**Task**
Tell how many lines of the material below hold "ConnectionManager". The reply is that number alone.

**Materials provided**
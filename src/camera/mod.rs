//! Viewport camera.
//!
//! The controller keeps the camera on the map, zooms about the cursor, pans,
//! and runs eased transitions when regions gain or lose focus.

mod animation;
mod controller;
mod drag;
mod easing;
mod viewport;

pub use animation::{AnimationProgress, CameraAnimation, Waypoint};
pub use controller::{CameraController, CameraSettings};
pub use drag::{DragAction, DragTracker};
pub use easing::{ease_in_out_cubic, ease_out_cubic, ease_out_quad};
pub use viewport::{CameraState, ViewportConstraints};
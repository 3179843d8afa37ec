//! C++ driver generation.
//!
//! Like Java, argument decoders are generated against the declared
//! parameter types of the stub signature. Output printing dispatches
//! through `emit` overloads, so the return type needs no mapping here.

use super::{heredoc_command, parse_signature, Assembled};
use anyhow::{bail, Result};
use verdict_common::types::CodeStub;

pub const IMAGE: &str = "gcc:latest";

pub fn assemble(stub: &CodeStub, user_code: &str) -> Result<Assembled> {
    let sig = parse_signature(&stub.user_snippet)?;

    let decls = sig
        .params
        .iter()
        .enumerate()
        .map(|(i, ty)| decl_for(ty, i))
        .collect::<Result<Vec<_>>>()?
        .join("\n");

    let call_args = (0..sig.params.len())
        .map(|i| format!("a{}", i))
        .collect::<Vec<_>>()
        .join(", ");

    let invoke = if normalize(&sig.return_type) == "void" {
        format!("    sol.{}({});", sig.name, call_args)
    } else {
        format!(
            "    auto result = sol.{}({});\n    harness::emit(result);",
            sig.name, call_args
        )
    };

    let source = format!(
        "{}\n{}\n{}\n{}\n\n{}\n\n{}",
        INCLUDES,
        stub.start_snippet,
        user_code,
        stub.end_snippet,
        HELPERS,
        main_fn(&decls, &invoke)
    );

    let command = heredoc_command(
        "main.cpp",
        &source,
        "g++ -std=c++17 -O2 main.cpp -o main && ./main",
    );

    Ok(Assembled {
        image: IMAGE,
        source,
        command,
        combined_compile: true,
    })
}

/// Strip `const`, references, and the `std::` prefix so type matching
/// works on the canonical spelling.
fn normalize(ty: &str) -> String {
    ty.replace("const ", "")
        .replace('&', "")
        .replace("std::", "")
        .trim()
        .to_string()
}

fn decl_for(ty: &str, idx: usize) -> Result<String> {
    let tok = format!("tokens.at({})", idx);
    let normalized = normalize(ty);
    let (decl_ty, parsed) = match normalized.as_str() {
        "int" => ("int", format!("harness::parse_int({})", tok)),
        "long" | "long long" => ("long long", format!("harness::parse_long({})", tok)),
        "double" => ("double", format!("harness::parse_double({})", tok)),
        "bool" => ("bool", format!("harness::parse_bool({})", tok)),
        "string" => ("std::string", format!("harness::unquote({})", tok)),
        "vector<int>" => (
            "std::vector<int>",
            format!("harness::parse_int_list({})", tok),
        ),
        "vector<double>" => (
            "std::vector<double>",
            format!("harness::parse_double_list({})", tok),
        ),
        "vector<string>" | "vector<std::string>" => (
            "std::vector<std::string>",
            format!("harness::parse_string_list({})", tok),
        ),
        _ => bail!("unsupported cpp parameter type: {}", ty),
    };
    Ok(format!("    {} a{} = {};", decl_ty, idx, parsed))
}

fn main_fn(decls: &str, invoke: &str) -> String {
    format!(
        r#"int main() {{
    std::string line;
    std::getline(std::cin, line);
    line = harness::trim(line);
    std::vector<std::string> tokens;
    if (!line.empty()) tokens = harness::split_args(line);
    Solution sol;
{decls}
{invoke}
    std::cout << '\n';
    return 0;
}}"#,
        decls = decls,
        invoke = invoke
    )
}

const INCLUDES: &str = "#include <iostream>\n#include <string>\n#include <vector>\n";

const HELPERS: &str = r#"namespace harness {

std::string trim(const std::string& s) {
    size_t b = s.find_first_not_of(" \t\r\n");
    if (b == std::string::npos) return "";
    size_t e = s.find_last_not_of(" \t\r\n");
    return s.substr(b, e - b + 1);
}

std::vector<std::string> split_args(const std::string& line) {
    std::vector<std::string> parts;
    int depth = 0;
    bool quoted = false;
    std::string cur;
    for (char ch : line) {
        if (ch == '"') { quoted = !quoted; cur.push_back(ch); }
        else if (ch == '[' && !quoted) { depth++; cur.push_back(ch); }
        else if (ch == ']' && !quoted) { depth--; cur.push_back(ch); }
        else if (ch == ',' && depth == 0 && !quoted) { parts.push_back(cur); cur.clear(); }
        else { cur.push_back(ch); }
    }
    parts.push_back(cur);
    return parts;
}

std::string unquote(const std::string& tok) {
    std::string t = trim(tok);
    if (t.size() >= 2 && t.front() == '"' && t.back() == '"') {
        return t.substr(1, t.size() - 2);
    }
    return t;
}

int parse_int(const std::string& tok) { return std::stoi(trim(tok)); }
long long parse_long(const std::string& tok) { return std::stoll(trim(tok)); }
double parse_double(const std::string& tok) { return std::stod(trim(tok)); }
bool parse_bool(const std::string& tok) { return trim(tok) == "true"; }

std::vector<std::string> items(const std::string& tok) {
    std::string t = trim(tok);
    std::string body = trim(t.substr(1, t.size() - 2));
    std::vector<std::string> out;
    if (body.empty()) return out;
    return split_args(body);
}

std::vector<int> parse_int_list(const std::string& tok) {
    std::vector<int> out;
    for (const auto& item : items(tok)) out.push_back(parse_int(item));
    return out;
}

std::vector<double> parse_double_list(const std::string& tok) {
    std::vector<double> out;
    for (const auto& item : items(tok)) out.push_back(parse_double(item));
    return out;
}

std::vector<std::string> parse_string_list(const std::string& tok) {
    std::vector<std::string> out;
    for (const auto& item : items(tok)) out.push_back(unquote(item));
    return out;
}

void emit(bool v) { std::cout << (v ? "true" : "false"); }
void emit(int v) { std::cout << v; }
void emit(long long v) { std::cout << v; }
void emit(double v) { std::cout << v; }
void emit(const std::string& v) { std::cout << v; }

template <typename T>
void emit(const std::vector<T>& v) {
    std::cout << '[';
    for (size_t i = 0; i < v.size(); i++) {
        if (i > 0) std::cout << ',';
        emit(v[i]);
    }
    std::cout << ']';
}

}  // namespace harness"#;
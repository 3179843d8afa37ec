mod coordinator;
mod demux;
mod executor;
#[cfg(test)]
mod grading_tests;
mod harness;
mod progress;
mod sandbox;

use anyhow::Context;
use std::sync::Arc;
use tokio::signal;
use tokio::sync::Semaphore;
use tracing::{error, info};
use verdict_common::config::Config;
use verdict_common::queue;
use verdict_common::store::SubmissionStore;

#[tokio::main]
async fn main() -> anyhow::Result<()> {
    tracing_subscriber::fmt()
        .with_env_filter(
            tracing_subscriber::EnvFilter::try_from_default_env()
                .unwrap_or_else(|_| tracing_subscriber::EnvFilter::new("info")),
        )
        .with_target(false)
        .init();

    info!("Verdict worker booting...");

    let config = Config::from_env()?;

    let store = SubmissionStore::connect(&config.mongo_uri, &config.mongo_db)
        .await
        .context("Failed to connect to MongoDB")?;
    info!("Connected to MongoDB: {}", config.mongo_uri);

    let redis_url = config.redis_url();
    let client = redis::Client::open(redis_url.as_str())?;
    let mut redis_conn = redis::aio::ConnectionManager::new(client).await?;
    info!("Connected to Redis: {}", redis_url);

    let sandbox = sandbox::DockerSandbox::connect(&config.docker_socket)
        .context("Failed to connect to Docker daemon")?;
    info!("Connected to Docker daemon: {}", config.docker_socket);

    let executor = executor::Executor::new(sandbox, executor::ExecutorConfig::from_config(&config));
    let emitter = progress::ProgressEmitter::new(config.push_endpoints.clone());
    let coordinator = Arc::new(coordinator::Coordinator::new(store, executor, emitter));

    info!(
        concurrency = config.worker_concurrency,
        queue = queue::SUBMISSION_QUEUE,
        "Worker ready"
    );

    let shutdown = async {
        signal::ctrl_c()
            .await
            .expect("failed to install CTRL+C signal handler");
        info!("Received shutdown signal, draining queue...");
    };

    tokio::select! {
        result = worker_loop(&mut redis_conn, coordinator, config.worker_concurrency) => result?,
        _ = shutdown => {}
    }

    info!("Worker shutdown complete");
    Ok(())
}

async fn worker_loop(
    redis_conn: &mut redis::aio::ConnectionManager,
    coordinator: Arc<coordinator::Coordinator<sandbox::DockerSandbox>>,
    concurrency: usize,
) -> anyhow::Result<()> {
    let semaphore = Arc::new(Semaphore::new(concurrency.max(1)));

    loop {
        // Take a slot before popping so jobs are never held outside a
        // grading task.
        let permit = semaphore
            .clone()
            .acquire_owned()
            .await
            .expect("semaphore closed");

        // BLPOP with a timeout so shutdown is polled between jobs.
        match queue::pop_job(redis_conn, 5.0).await {
            Ok(Some(job)) => {
                info!(
                    submission_id = %job.submission_id,
                    language = %job.language,
                    test_count = job.problem.testcases.len(),
                    "Received job"
                );
                let coordinator = coordinator.clone();
                tokio::spawn(async move {
                    coordinator.handle_job(&job).await;
                    drop(permit);
                });
            }
            Ok(None) => drop(permit),
            Err(e) => {
                drop(permit);
                error!(error = %e, "Redis error");
                tokio::time::sleep(tokio::time::Duration::from_secs(1)).await;
            }
        }
    }
}
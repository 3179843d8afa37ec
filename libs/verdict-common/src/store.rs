use crate::types::{PerTestResult, Submission, SubmissionStatus};
use futures_util::stream::TryStreamExt;
use mongodb::bson::{doc, to_bson, Bson};
use mongodb::options::ReturnDocument;
use mongodb::{Client, Collection};

/// Non-terminal states a grading transition is allowed to start from.
const NON_TERMINAL: [&str; 2] = ["Pending", "Running"];

/// Submission document store.
///
/// All mutations go through atomic `find_one_and_update` calls keyed by
/// submission id, so concurrent workers and redelivered jobs cannot race a
/// terminal transition.
#[derive(Clone)]
pub struct SubmissionStore {
    submissions: Collection<Submission>,
}

impl SubmissionStore {
    pub async fn connect(uri: &str, db: &str) -> mongodb::error::Result<Self> {
        let client = Client::with_uri_str(uri).await?;
        Ok(Self {
            submissions: client.database(db).collection("submissions"),
        })
    }

    pub fn with_collection(submissions: Collection<Submission>) -> Self {
        Self { submissions }
    }

    pub async fn insert(&self, submission: &Submission) -> mongodb::error::Result<()> {
        self.submissions.insert_one(submission).await?;
        Ok(())
    }

    pub async fn find_by_id(&self, id: &str) -> mongodb::error::Result<Option<Submission>> {
        self.submissions.find_one(doc! { "id": id }).await
    }

    /// Owner's submissions, newest first.
    pub async fn find_by_user(&self, user_id: &str) -> mongodb::error::Result<Vec<Submission>> {
        let cursor = self
            .submissions
            .find(doc! { "userId": user_id })
            .sort(doc! { "createdAt": -1 })
            .await?;
        cursor.try_collect().await
    }

    /// Atomic `Pending → Running` transition. Returns the pre-image, or
    /// `None` when the submission is absent or already past `Pending` -
    /// the redelivery idempotency gate.
    pub async fn mark_running(&self, id: &str) -> mongodb::error::Result<Option<Submission>> {
        self.submissions
            .find_one_and_update(
                doc! { "id": id, "status": "Pending" },
                doc! { "$set": { "status": "Running" } },
            )
            .return_document(ReturnDocument::Before)
            .await
    }

    /// Incremental write of cumulative results while grading is in flight.
    /// The document status stays `Running`; verdict-so-far lives only in
    /// the progress events.
    pub async fn record_progress(
        &self,
        id: &str,
        results: &[PerTestResult],
        passed: u32,
        total: u32,
        percent: u32,
    ) -> mongodb::error::Result<()> {
        let results: Bson = to_bson(results)?;
        self.submissions
            .update_one(
                doc! { "id": id, "status": { "$in": NON_TERMINAL.to_vec() } },
                doc! { "$set": {
                    "results": results,
                    "passedCount": passed,
                    "totalCount": total,
                    "percent": percent,
                } },
            )
            .await?;
        Ok(())
    }

    /// Atomic terminal transition. Only matches non-terminal documents;
    /// `None` means a terminal state already won and this write was a
    /// no-op (redelivered job, crashed-and-recovered worker).
    pub async fn finalize(
        &self,
        id: &str,
        status: SubmissionStatus,
        results: &[PerTestResult],
        passed: u32,
        total: u32,
        percent: u32,
    ) -> mongodb::error::Result<Option<Submission>> {
        let results: Bson = to_bson(results)?;
        self.submissions
            .find_one_and_update(
                doc! { "id": id, "status": { "$in": NON_TERMINAL.to_vec() } },
                doc! { "$set": {
                    "status": status.as_str(),
                    "results": results,
                    "passedCount": passed,
                    "totalCount": total,
                    "percent": percent,
                } },
            )
            .return_document(ReturnDocument::After)
            .await
    }
}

**Task output**
2